How to Break Up With a Gaslighter

Five things to know as you kick one of these master manipulators to the curb.

Ending any romantic relationship is never easy. But perhaps the hardest breakup of all is with a gaslighter—someone who uses lies and deception to make you doubt reality and thus gain power over you (aka, gaslighting).

The reason it's so tricky is simple. Typically, gaslighters do not want to break up. "In most cases, they want to stay in the relationship and keep it on their terms," says mental health counselor Rebecca Weiler.

When gaslighters are faced with a breakup conversation, they'll turn to their familiar tactics: deceit, distortion of reality, and defensive attacks. Tell a gaslighter why you want to part ways, and the response could be a denial of an event happening, claims of being misinterpreted, or calling you names, like overly sensitive or crazy, says Weiler.

Making this breakup even more difficult is that after being involved with a gaslighter, your confidence and self-worth may be particularly fragile. Gaslighters get you in the habit of questioning your own reality, says Weiler, which means you're trained to wonder if your reasons for breaking up are valid. The more you second-guess your decision, the less likely you'll follow through.

But since breaking free of the emotional abuse and dysfunction gaslighters cause is imperative, it's something you have to do. To help, we asked experts for the exact steps to take and problems to anticipate.

Break up in One Quick Conversation

One key to a successful split with a gaslighter is to make it fast, ideally in a single conversation. Tell them it's not working and the relationship is over, and say it in a straightforward, calm, and direct voice. It can't hurt to enlist a friend to act out the breakup convo with you, so you know exactly what you want to say. Try to avoid language that offers any wiggle room the gaslighter will use to try to change your mind. (And they will try.)

Don't Believe Promises To Change

As soon as you say the relationship is done, your former partner will try to win you back. Expect instant apologies and promises that things will be different, says Florida-based therapist Stephanie Sarkis, Ph.D., author of Gaslighting: Recognize Manipulative and Emotionally Abusive People—and Break Free. Their words will sound sincere, and part of you might want to believe them. Don't. It's all part of the manipulation. If you do cave, the unhealthy relationship dynamic will return and perhaps get worse, says Sarkis.

End All Communication

Because gaslighters are so bent on trying to win you back, both Weiler and Sarkis recommend ceasing communication once you've officially ended things. "Block their phone numbers and emails. Do not answer any calls from unknown numbers," advises Sarkis.

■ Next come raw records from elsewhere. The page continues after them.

//! TTL Min-Heap
//!
//! An array-backed binary min-heap of expiration deadlines, ordered so the
//! root is always the next deadline to fire. The event loop reads the root
//! to bound its poll timeout, and the expiry sweep pops from the root.
//!
//! Entries need to find their heap position in O(1) when a TTL is updated or
//! removed, so every relocation inside the heap is reported through a
//! `track(entry, pos)` closure supplied by the caller. The storage engine
//! passes a closure that writes the position back into the entry arena; the
//! heap itself never touches entry storage.

/// One pending expiration.
#[derive(Debug, Clone, Copy, PartialEq, Eq)]
pub struct TtlItem {
    /// Absolute deadline on the server's monotonic millisecond clock.
    pub deadline_ms: u64,
    /// Arena key of the owning entry.
    pub entry: usize,
}

#[derive(Debug, Default)]
pub struct TtlHeap {
    items: Vec<TtlItem>,
}

impl TtlHeap {
    pub fn new() -> Self {
        TtlHeap { items: Vec::new() }
    }

    pub fn len(&self) -> usize {
        self.items.len()
    }

    pub fn is_empty(&self) -> bool {
        self.items.is_empty()
    }

    /// The item with the earliest deadline.
    pub fn peek(&self) -> Option<&TtlItem> {
        self.items.first()
    }

    pub fn deadline_at(&self, pos: usize) -> u64 {
        self.items[pos].deadline_ms
    }

    /// Overwrites the item at `pos` (when the entry already holds a TTL) or
    /// pushes a new one, then restores heap order. `track` is called with
    /// `(entry, pos)` for every item that lands in a new position, including
    /// the upserted one.
    pub fn upsert(
        &mut self,
        pos: Option<usize>,
        item: TtlItem,
        mut track: impl FnMut(usize, usize),
    ) {
        let pos = match pos {
            Some(pos) => {
                self.items[pos] = item;
                pos
            }
            None => {
                self.items.push(item);
                self.items.len() - 1
            }
        };
        self.restore(pos, &mut track);
    }

    /// Removes the item at `pos` by swapping the last item into its place.
    /// The caller is responsible for clearing the removed entry's own
    /// back-reference; `track` covers the item that moved into the hole.
    pub fn remove(&mut self, pos: usize, mut track: impl FnMut(usize, usize)) {
        let last = self.items.len() - 1;
        self.items.swap(pos, last);
        self.items.pop();
        if pos < self.items.len() {
            self.restore(pos, &mut track);
        }
    }

    /// Re-establishes heap order for the item at `pos`, in whichever
    /// direction it is out of place.
    fn restore(&mut self, pos: usize, track: &mut impl FnMut(usize, usize)) {
        if pos > 0 && self.items[(pos - 1) / 2].deadline_ms > self.items[pos].deadline_ms {
            self.sift_up(pos, track);
        } else {
            self.sift_down(pos, track);
        }
    }

    fn sift_up(&mut self, mut pos: usize, track: &mut impl FnMut(usize, usize)) {
        let item = self.items[pos];
        while pos > 0 {
            let parent = (pos - 1) / 2;
            if self.items[parent].deadline_ms <= item.deadline_ms {
                break;
            }
            self.items[pos] = self.items[parent];
            track(self.items[pos].entry, pos);
            pos = parent;
        }
        self.items[pos] = item;
        track(item.entry, pos);
    }

    fn sift_down(&mut self, mut pos: usize, track: &mut impl FnMut(usize, usize)) {
        let item = self.items[pos];
        let len = self.items.len();
        loop {
            let left = pos * 2 + 1;
            let right = left + 1;
            let mut best = pos;
            let mut best_deadline = item.deadline_ms;
            if left < len && self.items[left].deadline_ms < best_deadline {
                best = left;
                best_deadline = self.items[left].deadline_ms;
            }
            if right < len && self.items[right].deadline_ms < best_deadline {
                best = right;
            }
            if best == pos {
                break;
            }
            self.items[pos] = self.items[best];
            track(self.items[pos].entry, pos);
            pos = best;
        }
        self.items[pos] = item;
        track(item.entry, pos);
    }
}

#[cfg(test)]
mod tests {
    use super::*;
    use std::collections::HashMap;

    /// Mirror of the entry arena's back-references, maintained purely
    /// through the track callback.
    #[derive(Default)]
    struct PosMap(HashMap<usize, usize>);

    impl PosMap {
        fn tracker(&mut self) -> impl FnMut(usize, usize) + '_ {
            |entry, pos| {
                self.0.insert(entry, pos);
            }
        }
    }

    fn assert_consistent(heap: &TtlHeap, positions: &PosMap) {
        assert_eq!(heap.len(), positions.0.len());
        for (&entry, &pos) in &positions.0 {
            assert_eq!(heap.items[pos].entry, entry, "stale back-reference");
        }
        for pos in 1..heap.len() {
            let parent = (pos - 1) / 2;
            assert!(
                heap.items[parent].deadline_ms <= heap.items[pos].deadline_ms,
                "heap order violated at {pos}"
            );
        }
    }

    #[test]
    fn test_root_is_earliest_deadline() {
        let mut heap = TtlHeap::new();
        let mut positions = PosMap::default();
        for (entry, deadline) in [(0, 500u64), (1, 100), (2, 300), (3, 50), (4, 400)] {
            heap.upsert(
                None,
                TtlItem {
                    deadline_ms: deadline,
                    entry,
                },
                positions.tracker(),
            );
        }
        assert_eq!(heap.peek().map(|i| i.deadline_ms), Some(50));
        assert_consistent(&heap, &positions);
    }

    #[test]
    fn test_update_moves_item_both_directions() {
        let mut heap = TtlHeap::new();
        let mut positions = PosMap::default();
        for entry in 0..16usize {
            heap.upsert(
                None,
                TtlItem {
                    deadline_ms: (entry as u64 + 1) * 100,
                    entry,
                },
                positions.tracker(),
            );
        }
        // Push the root far into the future.
        let root = heap.peek().unwrap().entry;
        heap.upsert(
            Some(positions.0[&root]),
            TtlItem {
                deadline_ms: 10_000,
                entry: root,
            },
            positions.tracker(),
        );
        assert_consistent(&heap, &positions);
        assert_ne!(heap.peek().unwrap().entry, root);

        // Pull a deep item to the front.
        let deep = 15usize;
        heap.upsert(
            Some(positions.0[&deep]),
            TtlItem {
                deadline_ms: 1,
                entry: deep,
            },
            positions.tracker(),
        );
        assert_consistent(&heap, &positions);
        assert_eq!(heap.peek().unwrap().entry, deep);
    }

    #[test]
    fn test_remove_patches_the_hole() {
        let mut heap = TtlHeap::new();
        let mut positions = PosMap::default();
        for entry in 0..32usize {
            heap.upsert(
                None,
                TtlItem {
                    deadline_ms: ((entry * 37) % 101) as u64,
                    entry,
                },
                positions.tracker(),
            );
        }
        // Remove from the middle, then from the root, then drain.
        for victim in [13usize, 5, 0] {
            let pos = positions.0.remove(&victim).unwrap();
            heap.remove(pos, positions.tracker());
            // The victim may have been re-tracked by the swap; drop it again.
            positions.0.remove(&victim);
            assert_consistent(&heap, &positions);
        }
        while let Some(&TtlItem { entry, .. }) = heap.peek() {
            let pos = positions.0.remove(&entry).unwrap();
            assert_eq!(pos, 0);
            heap.remove(pos, positions.tracker());
            positions.0.remove(&entry);
            assert_consistent(&heap, &positions);
        }
        assert!(heap.is_empty());
    }

    #[test]
    fn test_remove_last_item_skips_restore() {
        let mut heap = TtlHeap::new();
        let mut positions = PosMap::default();
        heap.upsert(
            None,
            TtlItem {
                deadline_ms: 10,
                entry: 0,
            },
            positions.tracker(),
        );
        heap.remove(0, positions.tracker());
        assert!(heap.is_empty());
    }
}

A gaslighter may attempt to communicate with you through social media, so make sure you've blocked them from all your accounts. They will also try to enlist mutual friends in their effort to get back together. Sarkis calls these emissaries "flying monkeys," after the characters in The Wizard of Oz. "Tell these flying monkeys that you will not be discussing the gaslighter with them, and if the gaslighter is brought up again, you will need to walk away from the conversation," she says.

Ask Friends To Remind You How Bad Things Were

Even when you know breaking up was for the best, you still might be grieving the end of a relationship that at one point seemed so promising. This is when leaning on loved ones comes in, says Weiler. When thoughts of giving the gaslighter a second chance creep into your head, your support network will remind you of what it was like dating someone who lied and deceived you—and that you deserve better.

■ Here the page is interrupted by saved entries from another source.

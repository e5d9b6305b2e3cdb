//! Connection Module
//!
//! Per-client state for the single-threaded server. There is no task per
//! client; every connection is a plain struct in the server's slab, and the
//! event loop advances whichever ones have work, one bounded step at a time.
//!
//! ```text
//! ┌─────────────────────────────────────────────────────────────┐
//! │                        event loop                           │
//! │                                                             │
//! │   Slab<Connection>            IdleList                      │
//! │   ┌───────────────┐           ┌───────────────────────┐     │
//! │   │ conn 0        │<─ keys ──>│ oldest ──────> newest │     │
//! │   │ conn 1        │           └───────────────────────┘     │
//! │   │ conn 2        │             front expires first         │
//! │   └───────────────┘                                         │
//! └─────────────────────────────────────────────────────────────┘
//! ```
//!
//! - `handler`: the [`Connection`] state machine (buffers, intent flags,
//!   read/write turns, request framing)
//! - `idle`: the activity-ordered [`IdleList`] behind the idle timeout

pub mod handler;
pub mod idle;

// Re-export commonly used types
pub use handler::Connection;
pub use idle::IdleList;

If friends and family aren't on hand, counseling can really help, particularly group therapy. "Group therapy can be great because it helps you realize that you are not the only one who has been through a relationship like this," says Sarkis.

Make a List—and Check It in Moments of Doubt

A simple list can be a helpful tool after a breakup, says Weiler. Write out all the times you felt gaslighted during the relationship. Whenever you have doubts about just how toxic the relationship was, or when your ex reaches once again with hopes of reconciling (and they will; gaslighters don't give up easily), read through it. The point is to remind you that the relationship was unhealthy and unworkable and to reaffirm your commitment to staying away from them forever.